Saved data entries
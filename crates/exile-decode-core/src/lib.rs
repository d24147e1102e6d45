//! # exile-decode-core
//!
//! Decoders for the two binary/text build formats a Path of Exile build
//! aggregator has to read.
//!
//! - poe.ninja ladder search responses: protobuf with no published schema,
//!   decoded field-by-field into `(account, character)` pairs.
//! - Path of Building import codes and XML exports, parsed into a [`Build`]
//!   with equipped items, passive tree and skills.
//!
//! ## Architecture
//!
//! - [`wire`]: schemaless protobuf decoding and value coercion
//! - [`ladder`]: column extraction from build-search payloads
//! - [`pob`]: import codes, build XML and item text
//! - [`error`]: Error types and handling
//!
//! ## Example
//!
//! ```no_run
//! use exile_decode_core::{parse_build_search_payload, parse_pob_code, Game};
//! use std::fs;
//!
//! let payload = fs::read("./search.bin")?;
//! for summary in &parse_build_search_payload(&payload) {
//!     println!("{} / {}", summary.account(), summary.character());
//! }
//!
//! let code = fs::read_to_string("./build.txt")?;
//! let build = parse_pob_code(&code, Game::Poe1)?;
//! println!("{} level {}", build.character_class, build.level);
//! # Ok::<(), Box<dyn std::error::Error>>(())
//! ```
//!
//! All decoders are pure functions over borrowed input and hold no shared
//! state, so they can be called from any number of threads at once.

#![deny(unsafe_code)]
#![warn(missing_docs, rust_2018_idioms, unreachable_pub)]

pub mod error;
pub mod ladder;
pub mod pob;
pub mod wire;

// Re-export primary types for convenience
pub use error::{Error, Result};
pub use ladder::{parse_build_search_payload, BuildSearchResult, BuildSummary, LadderExtractor};
pub use pob::{
    decode_import_code, parse_item_text, parse_pob_code, parse_pob_xml, Build, Game, ItemRecord,
};
pub use wire::{DecodedMessage, DecoderConfig, Value, WireDecoder};

/// Crate version for programmatic access
pub const VERSION: &str = env!("CARGO_PKG_VERSION");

# Try it
The records above should be reproduced in full, exactly as they read.

# Solution for this problem
filename crates/exile-decode-core/src/lib.rs
repository d24147e1102e6d45
//! # exile-decode-core
//!
//! Decoders for the two binary/text build formats a Path of Exile build
//! aggregator has to read.
//!
//! - poe.ninja ladder search responses: protobuf with no published schema,
//!   decoded field-by-field into `(account, character)` pairs.
//! - Path of Building import codes and XML exports, parsed into a [`Build`]
//!   with equipped items, passive tree and skills.
//!
//! ## Architecture
//!
//! - [`wire`]: schemaless protobuf decoding and value coercion
//! - [`ladder`]: column extraction from build-search payloads
//! - [`pob`]: import codes, build XML and item text
//! - [`error`]: Error types and handling
//!
//! ## Example
//!
//! ```no_run
//! use exile_decode_core::{parse_build_search_payload, parse_pob_code, Game};
//! use std::fs;
//!
//! let payload = fs::read("./search.bin")?;
//! for summary in &parse_build_search_payload(&payload) {
//!     println!("{} / {}", summary.account(), summary.character());
//! }
//!
//! let code = fs::read_to_string("./build.txt")?;
//! let build = parse_pob_code(&code, Game::Poe1)?;
//! println!("{} level {}", build.character_class, build.level);
//! # Ok::<(), Box<dyn std::error::Error>>(())
//! ```
//!
//! All decoders are pure functions over borrowed input and hold no shared
//! state, so they can be called from any number of threads at once.

#![deny(unsafe_code)]
#![warn(missing_docs, rust_2018_idioms, unreachable_pub)]

pub mod error;
pub mod ladder;
pub mod pob;
pub mod wire;

// Re-export primary types for convenience
pub use error::{Error, Result};
pub use ladder::{parse_build_search_payload, BuildSearchResult, BuildSummary, LadderExtractor};
pub use pob::{
    decode_import_code, parse_item_text, parse_pob_code, parse_pob_xml, Build, Game, ItemRecord,
};
pub use wire::{DecodedMessage, DecoderConfig, Value, WireDecoder};

/// Crate version for programmatic access
pub const VERSION: &str = env!("CARGO_PKG_VERSION");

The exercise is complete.